Why does normalizing MNIST images reduce accuracy?

I am using a basic NN to train and test accuracy on MNIST dataset.

System: i5 8th Gen , GPU - Nvidia 1050Ti

Here is my code:

from __future__ import print_function,absolute_import,unicode_literals,division
import tensorflow as tf

mnist = tf.keras.datasets.mnist

(x_train,y_train) , (x_test,y_test) = mnist.load_data()
#x_train , y_train = x_train/255.0 , y_train/255.0

model = tf.keras.models.Sequential([
tf.keras.layers.Flatten(input_shape=(28,28)),
tf.keras.layers.Dense(312,activation='relu'),
tf.keras.layers.Dropout(0.3),
tf.keras.layers.Dense(10,activation='softmax')
])

model.compile(
optimizer='Adamax',
loss="sparse_categorical_crossentropy",
metrics=['accuracy']
)
model.fit(x_train,y_train,epochs=5)
model.evaluate(x_test,y_test)

When i normalize the images as in the 5th line, the accuracy drops horribly :

loss: 10392.0626 - accuracy: 0.0980

However when i dont normalize them, It gives :

- loss: 0.2409 - accuracy: 0.9420

In general , normalizing the data helps the grad descent to converge faster.
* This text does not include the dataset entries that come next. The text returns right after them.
impl VotingApp {
    pub fn new(
        contract: Arc<dyn ElectionContract>,
        session: WalletSession,
        events: mpsc::UnboundedSender<AppEvent>,
        evidence: mpsc::UnboundedSender<Evidence>,
        advance_secs: u64,
    ) -> Self {
        Self {
            contract,
            session,
            state: AppState::new(),
            events,
            evidence,
            advance_secs,
        }
    }

    fn emit(&self, event: AppEvent) {
        if self.events.send(event).is_err() {
            debug!("[emit] Event receiver dropped");
        }
    }

    fn emit_error(&self, err: &VoteError) {
        self.emit(AppEvent::Error {
            kind: err.kind(),
            message: err.to_string(),
            retryable: err.is_retryable(),
        });
    }

    fn emit_ballot(&self) {
        if let Some(ballot) = self.state.ballot_view() {
            self.emit(AppEvent::Ballot(ballot));
        }
    }

    fn spawn_read<F>(&self, read: F)
    where
        F: Future<Output = Vec<Evidence>> + Send + 'static,
    {
        let evidence = self.evidence.clone();
        tokio::spawn(async move {
            for item in read.await {
                if evidence.send(item).is_err() {
                    debug!("[spawn_read] App stopped, dropping late result");
                    break;
                }
            }
        });
    }

    fn reload_elections(&self, trigger: Trigger) {
        let contract = self.contract.clone();
        self.spawn_read(async move { vec![read_elections(contract, trigger).await] });
    }

    fn reload_selected(&self, trigger: Trigger) {
        if let Some(ticket) = self.state.selection().ticket() {
            let contract = self.contract.clone();
            self.spawn_read(read_selected(contract, ticket, trigger));
        }
    }

    fn render(&mut self, changes: Vec<Change>) {
        for change in changes {
            match change {
                Change::Elections => self.emit(AppEvent::Elections {
                    elections: self.state.election_views(),
                    total_votes: self.state.total_votes(),
                }),
                Change::Status { election_id, .. } => self.emit(AppEvent::StatusChanged {
                    election_id,
                    status: self.state.status_view(election_id),
                }),
                Change::Ballot => self.emit_ballot(),
                Change::Concluded(notice) => self.emit(AppEvent::Concluded {
                    election_id: notice.election_id,
                    winner_id: notice.winner_id,
                    winner_name: notice.winner_name,
                    winner_votes: notice.winner_votes,
                }),
                Change::VoteCast {
                    election_id,
                    candidate_id,
                } => {
                    info!("[render] Vote for candidate {candidate_id} in election {election_id} confirmed");
                    self.emit(AppEvent::VoteCast {
                        election_id,
                        candidate_id,
                    });
                    self.reload_selected(Trigger::PostVote);
                    self.reload_elections(Trigger::PostVote);
                }
                Change::Results(id) => {
                    if let Some(results) = self.state.results_view(id) {
                        self.emit(AppEvent::Results(results));
                    }
                }
                Change::ResultsOngoing(id) => {
                    self.emit(AppEvent::ResultsOngoing { election_id: id })
                }
                Change::TimeAdvanced(now) => self.emit(AppEvent::TimeAdvanced { now }),
                Change::Failed(err) => self.emit_error(&err),
            }
        }
    }

    fn on_account_changed(&mut self, account: Option<Address>) {
        self.state.set_account(account);
        self.reload_selected(Trigger::Manual);
        self.emit_ballot();
    }

    fn dispatch(&mut self, cmd: AppCmd) -> Result<(), VoteError> {
        match cmd {
            AppCmd::LoadElections => self.reload_elections(Trigger::Manual),
            AppCmd::SelectElection { election_id } => {
                self.state.select(election_id)?;
                self.emit(AppEvent::Selected { election_id });
                self.reload_selected(Trigger::Manual);
            }
            AppCmd::Vote { candidate_id } => self.vote(candidate_id)?,
            AppCmd::Refresh => {
                self.reload_elections(Trigger::Manual);
                self.reload_selected(Trigger::Manual);
            }
            AppCmd::Results { election_id } => self.results(election_id)?,
            AppCmd::ListAccounts => {
                let accounts = self.session.accounts()?;
                self.emit(AppEvent::Accounts(
                    accounts.iter().map(ToString::to_string).collect(),
                ));
            }
            AppCmd::Connect { account } => {
                let requested = account
                    .as_deref()
                    .map(Address::from_str)
                    .transpose()
                    .map_err(SessionError::from)?;
                let account = self.session.connect(requested)?;
                self.emit(AppEvent::Connected(account.to_string()));
                self.on_account_changed(Some(account));
            }
            AppCmd::SwitchAccount { account } => {
                let account = Address::from_str(&account).map_err(SessionError::from)?;
                let account = self.session.switch(account)?;
                self.emit(AppEvent::Connected(account.to_string()));
                self.on_account_changed(Some(account));
            }
            AppCmd::Disconnect => {
                self.session.disconnect();
                self.emit(AppEvent::Disconnected);
                self.on_account_changed(None);
            }
            AppCmd::AdvanceTime => self.advance_time(),
            other => {
                error!("[dispatch] Unsupported command: {other:?}");
            }
        }
        Ok(())
    }

    fn vote(&mut self, candidate_id: u64) -> Result<(), VoteError> {
        if !self.session.has_wallet() {
            return Err(VoteError::ConnectionUnavailable);
        }
        let (ticket, voter) = self.state.begin_vote(candidate_id)?;
        info!(
            "[vote] Submitting vote for candidate {candidate_id} in election {} from {voter}",
            ticket.election_id
        );
        self.emit_ballot();
        let contract = self.contract.clone();
        self.spawn_read(async move {
            let outcome = contract
                .vote(voter, ticket.election_id, candidate_id)
                .await
                .map_err(|e| classify_write_failure(&e.to_string()));
            vec![Evidence::VoteSettled {
                ticket,
                candidate_id,
                outcome,
            }]
        });
        Ok(())
    }

    fn results(&mut self, election_id: Option<ElectionId>) -> Result<(), VoteError> {
        let id = election_id
            .or(self.state.selection().election_id())
            .ok_or(VoteError::NoElectionSelected)?;
        if self.state.election(id).is_none() {
            return Err(VoteError::UnknownElection(id));
        }
        match self.state.status(id) {
            None => Err(VoteError::StatusUnknown(id)),
            Some(ElectionStatus::Open) => {
                self.emit(AppEvent::ResultsOngoing { election_id: id });
                Ok(())
            }
            Some(ElectionStatus::Closed(_)) => {
                let contract = self.contract.clone();
                self.spawn_read(async move {
                    let evidence = match contract.results(id).await {
                        Ok(results) => Evidence::ResultsLoaded(results),
                        Err(e) if results_still_ongoing(&e) => {
                            info!("[results] Contract still reports election {id} as ongoing");
                            Evidence::ResultsOngoing(id)
                        }
                        Err(e) => Evidence::ReadFailed {
                            context: format!("results of election {id}"),
                            error: e.to_string(),
                        },
                    };
                    vec![evidence]
                });
                Ok(())
            }
        }
    }

    fn advance_time(&self) {
        let contract = self.contract.clone();
        let ticket = self.state.selection().ticket();
        let seconds = self.advance_secs;
        info!("[advance_time] Advancing chain time by {seconds}s");
        self.spawn_read(async move {
            let now = match contract.advance_time(seconds).await {
                Ok(now) => now,
                Err(e) => {
                    return vec![Evidence::TimeAdvanceFailed {
                        error: e.to_string(),
                    }]
                }
            };
            let mut evidence = vec![
                Evidence::TimeAdvanced { now },
                read_elections(contract.clone(), Trigger::TimeAdvance).await,
            ];
            if let Some(ticket) = ticket {
                evidence.extend(read_selected(contract, ticket, Trigger::TimeAdvance).await);
            }
            evidence
        });
    }
}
Why is this huge difference? What am i missing?

Upvotes: 0

Views: 3735

Answers (2)

Uri Cohen
Uri Cohen

Reputation: 3608

You need to do the same normalization on the training-set and the test-set. If you use a pre-trained network you should do the same normalization as done by the trainer; here you are missing normalizing the test-set.

x_train = x_train/255.0
x_test = x_test/255.0 

You're welcome.

Upvotes: 0

amalik2205
amalik2205

Reputation: 4162

Use this:

(x_train, y_train) , (x_test,y_test) = mnist.load_data()
x_train , x_test = x_train/255.0 , x_test/255.0

You are dividing your labels by 255, so you are not normalizing properly.